> _Assigned task_: Everything from the first line of the entries below through the line holding "model scored the" must be printed exactly as written.

> _Available data_:
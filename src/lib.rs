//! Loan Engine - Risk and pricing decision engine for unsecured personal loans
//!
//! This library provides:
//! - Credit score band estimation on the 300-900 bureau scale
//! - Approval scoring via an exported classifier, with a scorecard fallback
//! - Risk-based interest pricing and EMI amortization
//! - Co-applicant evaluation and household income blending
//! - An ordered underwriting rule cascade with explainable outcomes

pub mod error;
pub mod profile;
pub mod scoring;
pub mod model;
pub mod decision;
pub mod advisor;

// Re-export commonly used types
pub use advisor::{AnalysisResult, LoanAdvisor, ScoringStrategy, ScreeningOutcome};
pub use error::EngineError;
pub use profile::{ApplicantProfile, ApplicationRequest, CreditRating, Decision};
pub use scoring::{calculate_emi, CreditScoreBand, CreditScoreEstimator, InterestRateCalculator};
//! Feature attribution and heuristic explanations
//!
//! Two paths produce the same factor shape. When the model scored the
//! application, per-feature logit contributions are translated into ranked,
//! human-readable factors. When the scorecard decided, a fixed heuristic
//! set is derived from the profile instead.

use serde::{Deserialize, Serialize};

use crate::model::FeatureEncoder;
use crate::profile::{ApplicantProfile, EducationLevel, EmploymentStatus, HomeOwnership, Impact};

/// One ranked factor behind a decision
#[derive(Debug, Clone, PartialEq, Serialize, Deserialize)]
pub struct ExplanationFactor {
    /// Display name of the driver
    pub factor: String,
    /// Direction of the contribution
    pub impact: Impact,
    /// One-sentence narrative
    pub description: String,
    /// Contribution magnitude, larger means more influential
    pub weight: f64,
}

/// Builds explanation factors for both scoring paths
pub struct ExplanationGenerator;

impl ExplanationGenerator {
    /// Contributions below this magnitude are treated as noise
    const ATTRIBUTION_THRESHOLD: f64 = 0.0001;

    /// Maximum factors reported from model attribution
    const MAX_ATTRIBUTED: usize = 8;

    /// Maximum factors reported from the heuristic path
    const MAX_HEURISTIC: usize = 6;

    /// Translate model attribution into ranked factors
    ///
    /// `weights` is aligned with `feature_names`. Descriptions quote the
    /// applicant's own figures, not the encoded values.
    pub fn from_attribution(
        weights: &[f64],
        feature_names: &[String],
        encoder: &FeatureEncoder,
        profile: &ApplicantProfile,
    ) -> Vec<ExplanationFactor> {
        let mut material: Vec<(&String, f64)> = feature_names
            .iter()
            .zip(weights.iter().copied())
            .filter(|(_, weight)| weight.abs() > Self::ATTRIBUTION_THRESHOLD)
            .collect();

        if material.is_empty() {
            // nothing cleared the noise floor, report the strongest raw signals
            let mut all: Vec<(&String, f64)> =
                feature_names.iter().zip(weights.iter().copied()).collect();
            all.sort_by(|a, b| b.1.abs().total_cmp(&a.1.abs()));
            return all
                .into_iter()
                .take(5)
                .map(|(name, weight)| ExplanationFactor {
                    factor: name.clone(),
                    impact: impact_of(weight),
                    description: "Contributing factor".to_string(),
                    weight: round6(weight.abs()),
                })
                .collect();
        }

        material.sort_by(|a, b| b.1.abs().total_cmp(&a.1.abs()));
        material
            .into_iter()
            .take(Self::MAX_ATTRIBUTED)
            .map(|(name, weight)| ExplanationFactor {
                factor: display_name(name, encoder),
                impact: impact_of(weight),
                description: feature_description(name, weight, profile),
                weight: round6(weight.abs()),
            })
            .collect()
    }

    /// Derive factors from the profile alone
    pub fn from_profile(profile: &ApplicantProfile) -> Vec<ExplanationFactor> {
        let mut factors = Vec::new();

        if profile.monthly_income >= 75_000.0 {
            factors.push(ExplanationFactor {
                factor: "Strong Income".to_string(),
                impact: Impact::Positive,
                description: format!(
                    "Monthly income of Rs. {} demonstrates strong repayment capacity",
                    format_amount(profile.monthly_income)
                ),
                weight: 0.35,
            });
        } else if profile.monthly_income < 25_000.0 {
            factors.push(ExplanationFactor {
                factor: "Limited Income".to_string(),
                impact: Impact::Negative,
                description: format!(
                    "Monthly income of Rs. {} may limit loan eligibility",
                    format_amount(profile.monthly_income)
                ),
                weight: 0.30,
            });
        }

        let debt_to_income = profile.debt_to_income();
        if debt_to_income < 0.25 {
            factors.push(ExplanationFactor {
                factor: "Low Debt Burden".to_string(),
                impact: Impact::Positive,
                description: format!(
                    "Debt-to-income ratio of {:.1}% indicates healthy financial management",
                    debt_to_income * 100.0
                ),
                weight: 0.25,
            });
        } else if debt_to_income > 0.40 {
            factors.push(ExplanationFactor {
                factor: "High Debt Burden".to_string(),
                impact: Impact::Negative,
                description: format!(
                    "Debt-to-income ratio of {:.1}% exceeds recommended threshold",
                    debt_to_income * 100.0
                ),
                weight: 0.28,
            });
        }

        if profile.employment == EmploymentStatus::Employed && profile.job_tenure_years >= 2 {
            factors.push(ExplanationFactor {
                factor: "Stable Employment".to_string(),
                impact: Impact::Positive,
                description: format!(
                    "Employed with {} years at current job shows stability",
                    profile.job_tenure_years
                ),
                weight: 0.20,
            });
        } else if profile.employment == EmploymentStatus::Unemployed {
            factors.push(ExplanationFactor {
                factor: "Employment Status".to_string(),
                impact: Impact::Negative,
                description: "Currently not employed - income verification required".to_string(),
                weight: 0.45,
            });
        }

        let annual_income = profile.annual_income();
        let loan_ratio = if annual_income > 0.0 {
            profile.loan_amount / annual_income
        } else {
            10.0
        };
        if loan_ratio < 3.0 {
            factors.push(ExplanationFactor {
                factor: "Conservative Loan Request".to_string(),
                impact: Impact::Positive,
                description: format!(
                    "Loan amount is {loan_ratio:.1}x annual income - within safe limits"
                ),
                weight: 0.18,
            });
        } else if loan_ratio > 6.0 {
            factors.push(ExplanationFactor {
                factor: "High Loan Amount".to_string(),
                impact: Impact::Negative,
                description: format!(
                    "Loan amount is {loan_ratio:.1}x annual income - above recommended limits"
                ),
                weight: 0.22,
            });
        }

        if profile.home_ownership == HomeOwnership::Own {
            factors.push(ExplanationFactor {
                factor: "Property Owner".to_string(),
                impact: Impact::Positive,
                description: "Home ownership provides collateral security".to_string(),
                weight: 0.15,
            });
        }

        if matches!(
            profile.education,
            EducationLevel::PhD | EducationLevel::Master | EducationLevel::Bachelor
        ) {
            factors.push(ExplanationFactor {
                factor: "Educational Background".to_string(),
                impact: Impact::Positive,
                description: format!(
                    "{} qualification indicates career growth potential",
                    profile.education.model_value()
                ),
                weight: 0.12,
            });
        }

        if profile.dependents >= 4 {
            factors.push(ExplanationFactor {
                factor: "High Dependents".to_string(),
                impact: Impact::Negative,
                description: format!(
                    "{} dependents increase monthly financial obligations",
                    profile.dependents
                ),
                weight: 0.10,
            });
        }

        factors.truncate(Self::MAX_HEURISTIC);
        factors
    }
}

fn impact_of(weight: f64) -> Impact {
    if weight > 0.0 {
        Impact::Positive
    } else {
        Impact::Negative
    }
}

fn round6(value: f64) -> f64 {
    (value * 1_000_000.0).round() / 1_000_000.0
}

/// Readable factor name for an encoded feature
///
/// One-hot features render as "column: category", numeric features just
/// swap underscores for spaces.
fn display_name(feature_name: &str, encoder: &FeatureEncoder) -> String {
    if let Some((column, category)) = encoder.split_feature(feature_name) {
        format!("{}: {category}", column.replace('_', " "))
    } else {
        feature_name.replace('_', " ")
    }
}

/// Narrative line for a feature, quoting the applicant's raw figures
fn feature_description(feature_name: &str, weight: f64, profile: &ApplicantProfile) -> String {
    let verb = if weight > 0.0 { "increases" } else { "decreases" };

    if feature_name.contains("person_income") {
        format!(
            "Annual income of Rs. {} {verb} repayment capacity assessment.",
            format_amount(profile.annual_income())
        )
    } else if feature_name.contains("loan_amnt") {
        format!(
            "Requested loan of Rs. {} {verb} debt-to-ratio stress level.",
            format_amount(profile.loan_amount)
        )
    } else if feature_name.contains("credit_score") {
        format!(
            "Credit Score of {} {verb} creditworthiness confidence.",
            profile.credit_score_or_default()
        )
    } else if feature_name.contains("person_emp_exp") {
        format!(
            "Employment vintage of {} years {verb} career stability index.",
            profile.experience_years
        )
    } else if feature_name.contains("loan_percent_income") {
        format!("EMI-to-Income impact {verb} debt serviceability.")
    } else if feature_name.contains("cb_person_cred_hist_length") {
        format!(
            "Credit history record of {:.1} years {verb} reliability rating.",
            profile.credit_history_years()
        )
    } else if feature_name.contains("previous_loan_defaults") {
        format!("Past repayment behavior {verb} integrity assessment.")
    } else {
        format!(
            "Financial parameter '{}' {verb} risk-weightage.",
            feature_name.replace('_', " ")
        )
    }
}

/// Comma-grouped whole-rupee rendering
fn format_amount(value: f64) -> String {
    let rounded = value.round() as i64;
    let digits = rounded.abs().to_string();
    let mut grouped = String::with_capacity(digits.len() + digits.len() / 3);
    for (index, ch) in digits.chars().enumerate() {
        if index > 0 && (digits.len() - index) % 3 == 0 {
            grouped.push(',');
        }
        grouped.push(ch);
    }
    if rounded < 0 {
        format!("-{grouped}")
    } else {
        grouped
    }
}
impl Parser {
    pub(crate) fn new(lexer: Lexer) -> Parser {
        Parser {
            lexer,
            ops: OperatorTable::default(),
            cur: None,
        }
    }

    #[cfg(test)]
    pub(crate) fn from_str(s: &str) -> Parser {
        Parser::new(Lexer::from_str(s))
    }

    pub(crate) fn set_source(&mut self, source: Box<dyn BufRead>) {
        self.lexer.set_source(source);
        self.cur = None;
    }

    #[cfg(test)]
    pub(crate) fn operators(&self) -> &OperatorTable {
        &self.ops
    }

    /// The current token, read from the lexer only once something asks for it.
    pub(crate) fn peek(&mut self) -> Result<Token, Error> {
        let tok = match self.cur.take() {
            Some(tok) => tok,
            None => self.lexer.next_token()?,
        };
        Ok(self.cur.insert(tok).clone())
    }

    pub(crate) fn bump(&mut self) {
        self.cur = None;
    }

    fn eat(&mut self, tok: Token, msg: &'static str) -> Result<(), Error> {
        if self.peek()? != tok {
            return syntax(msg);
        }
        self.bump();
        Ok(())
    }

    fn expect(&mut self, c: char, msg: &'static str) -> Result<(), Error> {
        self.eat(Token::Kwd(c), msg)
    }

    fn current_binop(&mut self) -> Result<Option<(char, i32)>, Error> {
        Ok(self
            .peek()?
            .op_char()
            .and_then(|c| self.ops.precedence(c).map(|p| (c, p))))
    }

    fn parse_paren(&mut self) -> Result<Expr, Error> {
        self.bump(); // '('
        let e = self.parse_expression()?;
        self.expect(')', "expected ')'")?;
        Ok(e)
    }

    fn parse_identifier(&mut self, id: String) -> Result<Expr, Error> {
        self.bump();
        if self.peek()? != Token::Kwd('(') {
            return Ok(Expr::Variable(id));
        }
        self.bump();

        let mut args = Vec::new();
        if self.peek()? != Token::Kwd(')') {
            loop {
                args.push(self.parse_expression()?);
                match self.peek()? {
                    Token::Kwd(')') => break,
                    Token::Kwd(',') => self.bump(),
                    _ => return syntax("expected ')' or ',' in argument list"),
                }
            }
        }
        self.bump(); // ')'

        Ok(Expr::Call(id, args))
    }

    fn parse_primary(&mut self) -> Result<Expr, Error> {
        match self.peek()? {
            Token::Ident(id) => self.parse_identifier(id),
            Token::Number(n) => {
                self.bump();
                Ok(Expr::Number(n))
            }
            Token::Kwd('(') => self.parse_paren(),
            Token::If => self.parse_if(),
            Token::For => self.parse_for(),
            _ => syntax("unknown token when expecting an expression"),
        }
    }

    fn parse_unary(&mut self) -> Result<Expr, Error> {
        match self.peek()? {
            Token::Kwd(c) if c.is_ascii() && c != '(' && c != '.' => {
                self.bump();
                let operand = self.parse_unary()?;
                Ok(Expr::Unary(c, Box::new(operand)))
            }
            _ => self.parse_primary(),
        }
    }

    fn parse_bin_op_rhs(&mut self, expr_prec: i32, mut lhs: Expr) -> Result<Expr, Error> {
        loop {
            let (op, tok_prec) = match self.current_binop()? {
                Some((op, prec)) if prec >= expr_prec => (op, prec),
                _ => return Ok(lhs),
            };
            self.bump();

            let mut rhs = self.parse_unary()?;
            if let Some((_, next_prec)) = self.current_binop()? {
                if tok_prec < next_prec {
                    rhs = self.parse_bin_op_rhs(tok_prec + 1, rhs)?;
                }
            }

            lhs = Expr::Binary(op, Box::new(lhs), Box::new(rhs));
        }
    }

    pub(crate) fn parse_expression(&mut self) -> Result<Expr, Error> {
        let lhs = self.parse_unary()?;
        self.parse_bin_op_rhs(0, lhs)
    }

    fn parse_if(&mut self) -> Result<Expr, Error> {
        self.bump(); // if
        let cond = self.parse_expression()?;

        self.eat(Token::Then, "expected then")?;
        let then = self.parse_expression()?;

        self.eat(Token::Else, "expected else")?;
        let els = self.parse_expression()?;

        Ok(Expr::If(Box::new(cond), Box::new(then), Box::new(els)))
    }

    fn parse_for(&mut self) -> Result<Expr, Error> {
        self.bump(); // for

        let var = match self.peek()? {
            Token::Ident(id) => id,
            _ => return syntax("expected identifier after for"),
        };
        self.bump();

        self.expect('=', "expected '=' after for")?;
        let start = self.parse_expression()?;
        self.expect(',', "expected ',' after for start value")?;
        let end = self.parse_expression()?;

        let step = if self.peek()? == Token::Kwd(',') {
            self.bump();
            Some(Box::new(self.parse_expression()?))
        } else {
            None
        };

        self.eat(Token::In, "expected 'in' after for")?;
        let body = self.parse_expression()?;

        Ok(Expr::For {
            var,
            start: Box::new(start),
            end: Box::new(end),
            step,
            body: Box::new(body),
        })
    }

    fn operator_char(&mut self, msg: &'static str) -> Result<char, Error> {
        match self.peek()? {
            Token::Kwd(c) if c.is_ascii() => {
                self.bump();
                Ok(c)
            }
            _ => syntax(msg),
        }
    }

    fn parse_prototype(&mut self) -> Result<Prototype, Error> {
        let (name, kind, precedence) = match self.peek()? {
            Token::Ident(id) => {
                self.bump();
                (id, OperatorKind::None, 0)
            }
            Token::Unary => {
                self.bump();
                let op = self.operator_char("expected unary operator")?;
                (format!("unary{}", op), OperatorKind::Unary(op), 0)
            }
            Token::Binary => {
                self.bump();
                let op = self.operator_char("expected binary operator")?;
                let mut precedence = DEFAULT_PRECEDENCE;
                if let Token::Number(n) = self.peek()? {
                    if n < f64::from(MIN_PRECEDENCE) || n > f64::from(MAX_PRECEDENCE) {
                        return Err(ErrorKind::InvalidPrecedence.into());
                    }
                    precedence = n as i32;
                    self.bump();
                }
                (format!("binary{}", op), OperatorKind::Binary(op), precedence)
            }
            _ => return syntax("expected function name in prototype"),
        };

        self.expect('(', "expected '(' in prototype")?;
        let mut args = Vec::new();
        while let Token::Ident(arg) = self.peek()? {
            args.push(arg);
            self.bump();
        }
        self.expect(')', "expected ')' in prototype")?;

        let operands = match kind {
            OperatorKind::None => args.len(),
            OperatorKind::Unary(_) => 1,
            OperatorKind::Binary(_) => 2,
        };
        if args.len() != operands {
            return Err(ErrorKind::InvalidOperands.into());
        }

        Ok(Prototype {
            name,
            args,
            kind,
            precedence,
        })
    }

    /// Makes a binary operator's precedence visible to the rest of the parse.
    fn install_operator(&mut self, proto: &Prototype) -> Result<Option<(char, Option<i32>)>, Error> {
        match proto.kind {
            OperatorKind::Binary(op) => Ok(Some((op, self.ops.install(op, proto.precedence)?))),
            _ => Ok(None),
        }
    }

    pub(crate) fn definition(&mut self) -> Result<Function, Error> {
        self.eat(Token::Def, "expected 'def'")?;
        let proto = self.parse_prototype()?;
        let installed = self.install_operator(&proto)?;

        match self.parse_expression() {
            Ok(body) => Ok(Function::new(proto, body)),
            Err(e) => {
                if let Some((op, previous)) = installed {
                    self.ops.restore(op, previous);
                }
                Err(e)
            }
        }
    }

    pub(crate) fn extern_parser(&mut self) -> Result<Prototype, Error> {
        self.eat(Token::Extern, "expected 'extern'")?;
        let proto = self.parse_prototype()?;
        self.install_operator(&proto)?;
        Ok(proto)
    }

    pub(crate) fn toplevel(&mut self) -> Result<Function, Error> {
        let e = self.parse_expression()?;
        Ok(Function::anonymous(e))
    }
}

> _Response to this exercise_:
filename src/lib.rs
//! Loan Engine - Risk and pricing decision engine for unsecured personal loans
//!
//! This library provides:
//! - Credit score band estimation on the 300-900 bureau scale
//! - Approval scoring via an exported classifier, with a scorecard fallback
//! - Risk-based interest pricing and EMI amortization
//! - Co-applicant evaluation and household income blending
//! - An ordered underwriting rule cascade with explainable outcomes

pub mod error;
pub mod profile;
pub mod scoring;
pub mod model;
pub mod decision;
pub mod advisor;

// Re-export commonly used types
pub use advisor::{AnalysisResult, LoanAdvisor, ScoringStrategy, ScreeningOutcome};
pub use error::EngineError;
pub use profile::{ApplicantProfile, ApplicationRequest, CreditRating, Decision};
pub use scoring::{calculate_emi, CreditScoreBand, CreditScoreEstimator, InterestRateCalculator};
//! Feature attribution and heuristic explanations
//!
//! Two paths produce the same factor shape. When the model scored the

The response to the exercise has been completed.